Even if the case described by Onet has nothing to do with the Oder, the scale of pollution released into the Gliwice Canal and Kłodnica should be impressive. On July 18, the Provincial Inspectorate of Environmental Protection received a report from the Regional Water Management Board in Gliwice, reporting “several pieces of dead fish and the presence of small amounts of petroleum substances” observed around one of the outlets through which Zakłady Mechaniczne “Bumar-Łabędy” discharged its sewage.

The Chief Inspectorate of Environmental Protection emphasized that Bumar has a permit for sewage with a nitrogen content of up to 30 mg/l (milligrams per liter), while on July 18 this indicator was exceeded twice and amounted to 56 mg/l. Onet pointed out that nitrogen itself can lead to fish deaths, but it can also contribute to the excessive proliferation of algae and algae, which limit access to oxygen for aquatic creatures. However, WIOŚ stated that drawing conclusions based on a single study would be a “great abuse”.

Nitrogen, sodium, potassium, iron, mercury. What floats in the Gliwice Canal?

Onet pointed out that exceeding the standards was also recorded in other plants. On April 21, an inspection began at the “Gliwice” Pumping Station, used by the state-owned Spółka Restrukturyzacji Kopalń SA from Czeladź Central Mine Dewatering Plant. In that case, there was talk of “dirty-yellow” mud flowing into the Kłodnica River, feeding the Gliwice Canal and flowing into the Oder.

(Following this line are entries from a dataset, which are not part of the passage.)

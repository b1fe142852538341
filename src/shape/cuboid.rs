//! Support mapping based Cuboid shape.

use crate::math::{Point, Real, Vector};
use crate::shape::{Shape, ShapeType, SupportMap};
use crate::utils::WSign;

/// The default margin of cuboids.
pub const DEFAULT_CUBOID_MARGIN: Real = 0.04;

/// Shape of a box.
///
/// The box is stored as a core box shrunk by `margin` on every side, so its support function
/// (margin included) reaches `half_extents` along the principal axes with slightly rounded
/// edges.
#[cfg_attr(feature = "serde-serialize", derive(Serialize, Deserialize))]
#[derive(PartialEq, Debug, Copy, Clone)]
pub struct Cuboid {
    /// The half-extents of the cuboid.
    pub half_extents: Vector<Real>,
    margin: Real,
}

impl Cuboid {
    /// Creates a new box from its half-extents. Half-extents are the box half-width along each
    /// axis. Each half-extent must be positive.
    ///
    /// The margin is [`DEFAULT_CUBOID_MARGIN`], reduced if the box is thinner than that.
    #[inline]
    pub fn new(half_extents: Vector<Real>) -> Cuboid {
        let margin = DEFAULT_CUBOID_MARGIN.min(half_extents.min());
        Cuboid {
            half_extents,
            margin,
        }
    }

    /// Creates a new box with an explicit margin, clamped to its smallest half-extent.
    #[inline]
    pub fn with_margin(half_extents: Vector<Real>, margin: Real) -> Cuboid {
        Cuboid {
            half_extents,
            margin: margin.max(0.0).min(half_extents.min()),
        }
    }

    /// The half-extents of this box without its margin.
    #[inline]
    pub fn core_half_extents(&self) -> Vector<Real> {
        self.half_extents - Vector::repeat(self.margin)
    }
}

impl SupportMap for Cuboid {
    #[inline]
    fn local_support_point_without_margin(&self, dir: &Vector<Real>) -> Point<Real> {
        dir.copy_sign_to(self.core_half_extents()).into()
    }

    #[inline]
    fn margin(&self) -> Real {
        self.margin
    }
}

impl Shape for Cuboid {
    fn shape_type(&self) -> ShapeType {
        ShapeType::Cuboid
    }

    fn as_support_map(&self) -> &dyn SupportMap {
        self
    }

    fn compute_local_inertia(&self, mass: Real) -> Vector<Real> {
        let lx = 2.0 * self.half_extents.x;
        let ly = 2.0 * self.half_extents.y;
        let lz = 2.0 * self.half_extents.z;
        Vector::new(
            mass / 12.0 * (ly * ly + lz * lz),
            mass / 12.0 * (lx * lx + lz * lz),
            mass / 12.0 * (lx * lx + ly * ly),
        )
    }
}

In this case, the permissible concentrations of sodium, potassium and iron were exceeded.

Onet recalled that experts talked about a possible discharge of mine water containing salt. This applies not only to sodium chloride, but also to poisonous substances such as potassium cyanide. This year, increased chloride concentrations in the Gliwice Canal were recorded on April 27 and May 13. However, Małgorzata Zielonka from WIOŚ replied that “it is typical” for the surrounding waters, which receive saline mine water from mine drainage.

On August 11, the permissible mercury level was also recorded four times higher on the Gliwice Canal. The standard in Poland is 0.07 µg/l. (micrograms/liter), and tests showed a level of 0.286; 0.301 and 0.319 µg/l. WIOŚ explains that a single test result cannot be the basis for any conclusions.

The material reminds that the Inspectorate of Environmental Protection inspection at the “Bumar-Łabędy” plant has been going on for a month now, and it started two weeks before the Odra case was publicized throughout the country. The journalists emphasized that their interlocutors at the prosecutor’s office and the Katowice Inspectorate of Environmental Protection do not currently link the cases of poisoning of the Kłodnica and Gliwice Canal with the disaster in the Oder. They do not decide anything themselves, but repeat the question whether this is not the source of the disaster on the Oder.

The main shareholder – Polska Grupa Zbrojeniowa – reacted to the article. “Another insinuation by Onet: an attempt to link the Bumar-Łabędy company with the incident in the Gliwice Canal. The article completely omitted the company’s response, which we include,” it said.